━━━ TASK INPUT ━━━
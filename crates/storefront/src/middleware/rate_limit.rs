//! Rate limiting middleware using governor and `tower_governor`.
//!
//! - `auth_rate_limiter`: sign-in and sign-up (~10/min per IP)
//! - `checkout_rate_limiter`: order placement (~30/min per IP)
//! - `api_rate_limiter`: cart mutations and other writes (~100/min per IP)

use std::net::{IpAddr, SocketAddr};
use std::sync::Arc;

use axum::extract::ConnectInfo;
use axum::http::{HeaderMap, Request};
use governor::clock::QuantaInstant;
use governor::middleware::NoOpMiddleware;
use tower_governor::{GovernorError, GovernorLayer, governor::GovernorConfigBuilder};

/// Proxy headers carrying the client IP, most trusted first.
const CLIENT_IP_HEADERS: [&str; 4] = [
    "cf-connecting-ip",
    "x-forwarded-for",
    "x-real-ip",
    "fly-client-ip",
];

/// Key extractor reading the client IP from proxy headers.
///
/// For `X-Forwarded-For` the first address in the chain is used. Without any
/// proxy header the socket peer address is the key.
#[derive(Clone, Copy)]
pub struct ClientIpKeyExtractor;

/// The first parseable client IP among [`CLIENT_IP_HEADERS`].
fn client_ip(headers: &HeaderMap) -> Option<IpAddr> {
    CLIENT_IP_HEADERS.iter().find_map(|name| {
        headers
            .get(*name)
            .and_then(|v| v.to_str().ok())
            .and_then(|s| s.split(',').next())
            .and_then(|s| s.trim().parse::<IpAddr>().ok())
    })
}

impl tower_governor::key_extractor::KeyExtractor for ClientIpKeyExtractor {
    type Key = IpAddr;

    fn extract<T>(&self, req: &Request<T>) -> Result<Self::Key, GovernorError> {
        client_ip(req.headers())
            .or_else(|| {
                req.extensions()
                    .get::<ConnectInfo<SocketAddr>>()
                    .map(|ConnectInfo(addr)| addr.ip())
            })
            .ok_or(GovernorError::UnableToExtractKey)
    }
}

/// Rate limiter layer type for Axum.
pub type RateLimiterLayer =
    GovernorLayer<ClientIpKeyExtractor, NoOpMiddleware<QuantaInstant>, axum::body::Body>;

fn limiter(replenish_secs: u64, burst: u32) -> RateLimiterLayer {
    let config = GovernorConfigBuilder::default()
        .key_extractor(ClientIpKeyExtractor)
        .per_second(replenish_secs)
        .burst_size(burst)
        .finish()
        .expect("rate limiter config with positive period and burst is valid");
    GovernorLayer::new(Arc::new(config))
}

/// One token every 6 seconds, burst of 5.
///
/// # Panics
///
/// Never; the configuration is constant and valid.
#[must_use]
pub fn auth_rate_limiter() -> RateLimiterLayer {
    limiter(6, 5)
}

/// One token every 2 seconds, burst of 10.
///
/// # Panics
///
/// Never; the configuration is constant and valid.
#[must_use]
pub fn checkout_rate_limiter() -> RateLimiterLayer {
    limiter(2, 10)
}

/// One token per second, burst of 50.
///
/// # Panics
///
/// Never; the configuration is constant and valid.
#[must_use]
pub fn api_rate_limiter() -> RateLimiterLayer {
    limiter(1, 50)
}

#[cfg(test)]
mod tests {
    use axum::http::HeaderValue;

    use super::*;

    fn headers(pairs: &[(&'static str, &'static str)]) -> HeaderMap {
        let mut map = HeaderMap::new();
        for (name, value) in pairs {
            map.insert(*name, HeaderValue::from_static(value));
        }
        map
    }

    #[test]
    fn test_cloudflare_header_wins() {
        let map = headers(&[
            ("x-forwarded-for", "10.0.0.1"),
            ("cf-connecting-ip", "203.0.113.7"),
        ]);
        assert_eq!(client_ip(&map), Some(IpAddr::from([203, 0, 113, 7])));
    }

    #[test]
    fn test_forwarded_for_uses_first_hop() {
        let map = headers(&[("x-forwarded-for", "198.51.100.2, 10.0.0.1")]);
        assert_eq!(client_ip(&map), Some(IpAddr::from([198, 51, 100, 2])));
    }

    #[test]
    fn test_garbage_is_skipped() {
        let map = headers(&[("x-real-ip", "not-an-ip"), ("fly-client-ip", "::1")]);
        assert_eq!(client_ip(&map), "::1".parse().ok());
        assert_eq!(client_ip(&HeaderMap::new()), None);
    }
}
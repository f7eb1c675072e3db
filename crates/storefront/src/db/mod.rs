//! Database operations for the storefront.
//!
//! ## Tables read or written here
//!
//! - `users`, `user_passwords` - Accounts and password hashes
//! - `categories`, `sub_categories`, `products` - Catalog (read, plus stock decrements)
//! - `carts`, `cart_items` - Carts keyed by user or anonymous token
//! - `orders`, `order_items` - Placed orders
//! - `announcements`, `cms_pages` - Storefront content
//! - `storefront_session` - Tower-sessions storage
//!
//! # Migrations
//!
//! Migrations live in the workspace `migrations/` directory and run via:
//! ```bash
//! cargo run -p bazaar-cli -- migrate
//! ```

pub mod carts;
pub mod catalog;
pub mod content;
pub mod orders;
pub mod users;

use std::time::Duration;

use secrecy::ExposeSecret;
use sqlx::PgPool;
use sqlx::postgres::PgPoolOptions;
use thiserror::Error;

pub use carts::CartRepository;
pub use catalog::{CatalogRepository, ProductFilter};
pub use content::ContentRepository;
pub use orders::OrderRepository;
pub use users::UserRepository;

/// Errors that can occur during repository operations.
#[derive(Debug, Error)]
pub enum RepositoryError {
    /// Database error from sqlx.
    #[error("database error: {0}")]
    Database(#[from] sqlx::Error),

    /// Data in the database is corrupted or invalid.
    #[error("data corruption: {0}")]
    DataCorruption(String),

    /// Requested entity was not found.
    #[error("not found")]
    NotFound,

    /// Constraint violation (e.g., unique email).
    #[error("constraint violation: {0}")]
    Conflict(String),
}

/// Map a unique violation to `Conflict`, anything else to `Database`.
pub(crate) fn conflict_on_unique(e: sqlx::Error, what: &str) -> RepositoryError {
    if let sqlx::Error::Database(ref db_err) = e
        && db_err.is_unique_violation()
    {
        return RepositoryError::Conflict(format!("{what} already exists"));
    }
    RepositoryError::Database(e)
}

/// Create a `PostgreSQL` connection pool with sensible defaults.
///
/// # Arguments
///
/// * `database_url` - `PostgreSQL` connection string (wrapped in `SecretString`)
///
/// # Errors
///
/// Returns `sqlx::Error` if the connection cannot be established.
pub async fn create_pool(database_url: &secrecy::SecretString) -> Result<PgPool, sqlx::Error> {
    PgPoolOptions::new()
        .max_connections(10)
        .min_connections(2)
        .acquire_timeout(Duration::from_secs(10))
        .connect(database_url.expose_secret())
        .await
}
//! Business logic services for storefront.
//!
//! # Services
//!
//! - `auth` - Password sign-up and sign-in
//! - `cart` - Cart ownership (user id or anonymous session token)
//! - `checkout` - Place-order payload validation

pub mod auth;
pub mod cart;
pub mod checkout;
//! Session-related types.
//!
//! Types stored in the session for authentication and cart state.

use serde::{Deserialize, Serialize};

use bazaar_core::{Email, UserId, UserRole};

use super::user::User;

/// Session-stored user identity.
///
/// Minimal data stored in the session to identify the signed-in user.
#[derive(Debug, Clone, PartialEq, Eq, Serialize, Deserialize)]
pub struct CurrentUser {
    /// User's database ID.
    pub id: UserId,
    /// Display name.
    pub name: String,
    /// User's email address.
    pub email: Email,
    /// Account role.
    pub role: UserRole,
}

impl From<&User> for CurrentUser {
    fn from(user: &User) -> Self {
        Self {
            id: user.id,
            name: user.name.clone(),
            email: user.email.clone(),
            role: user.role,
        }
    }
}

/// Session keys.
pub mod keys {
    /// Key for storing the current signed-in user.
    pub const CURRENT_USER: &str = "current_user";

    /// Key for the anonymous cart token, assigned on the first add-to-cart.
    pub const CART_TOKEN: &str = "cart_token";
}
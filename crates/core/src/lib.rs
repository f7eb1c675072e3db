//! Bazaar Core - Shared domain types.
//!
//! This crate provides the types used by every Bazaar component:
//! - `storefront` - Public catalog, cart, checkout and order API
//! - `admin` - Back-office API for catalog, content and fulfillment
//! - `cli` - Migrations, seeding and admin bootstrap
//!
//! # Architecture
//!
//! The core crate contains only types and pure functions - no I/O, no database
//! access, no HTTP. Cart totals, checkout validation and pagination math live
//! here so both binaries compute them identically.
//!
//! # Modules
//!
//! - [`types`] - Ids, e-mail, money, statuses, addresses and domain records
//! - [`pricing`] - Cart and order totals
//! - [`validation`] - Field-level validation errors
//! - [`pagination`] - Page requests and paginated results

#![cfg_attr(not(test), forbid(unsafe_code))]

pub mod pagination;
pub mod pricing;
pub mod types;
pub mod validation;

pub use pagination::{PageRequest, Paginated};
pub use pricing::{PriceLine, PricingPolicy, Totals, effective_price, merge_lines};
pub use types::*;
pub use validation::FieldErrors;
━━━
ABOUT THIS TASK: For this exercise, output exactly the lines above from the line with "type for Axum." to the line with "fn limiter(replenish_secs: u64, burst: u32)", counting both, and leave out the rest.

SOLUTION:
/// Rate limiter layer type for Axum.
pub type RateLimiterLayer =
    GovernorLayer<ClientIpKeyExtractor, NoOpMiddleware<QuantaInstant>, axum::body::Body>;

fn limiter(replenish_secs: u64, burst: u32) -> RateLimiterLayer {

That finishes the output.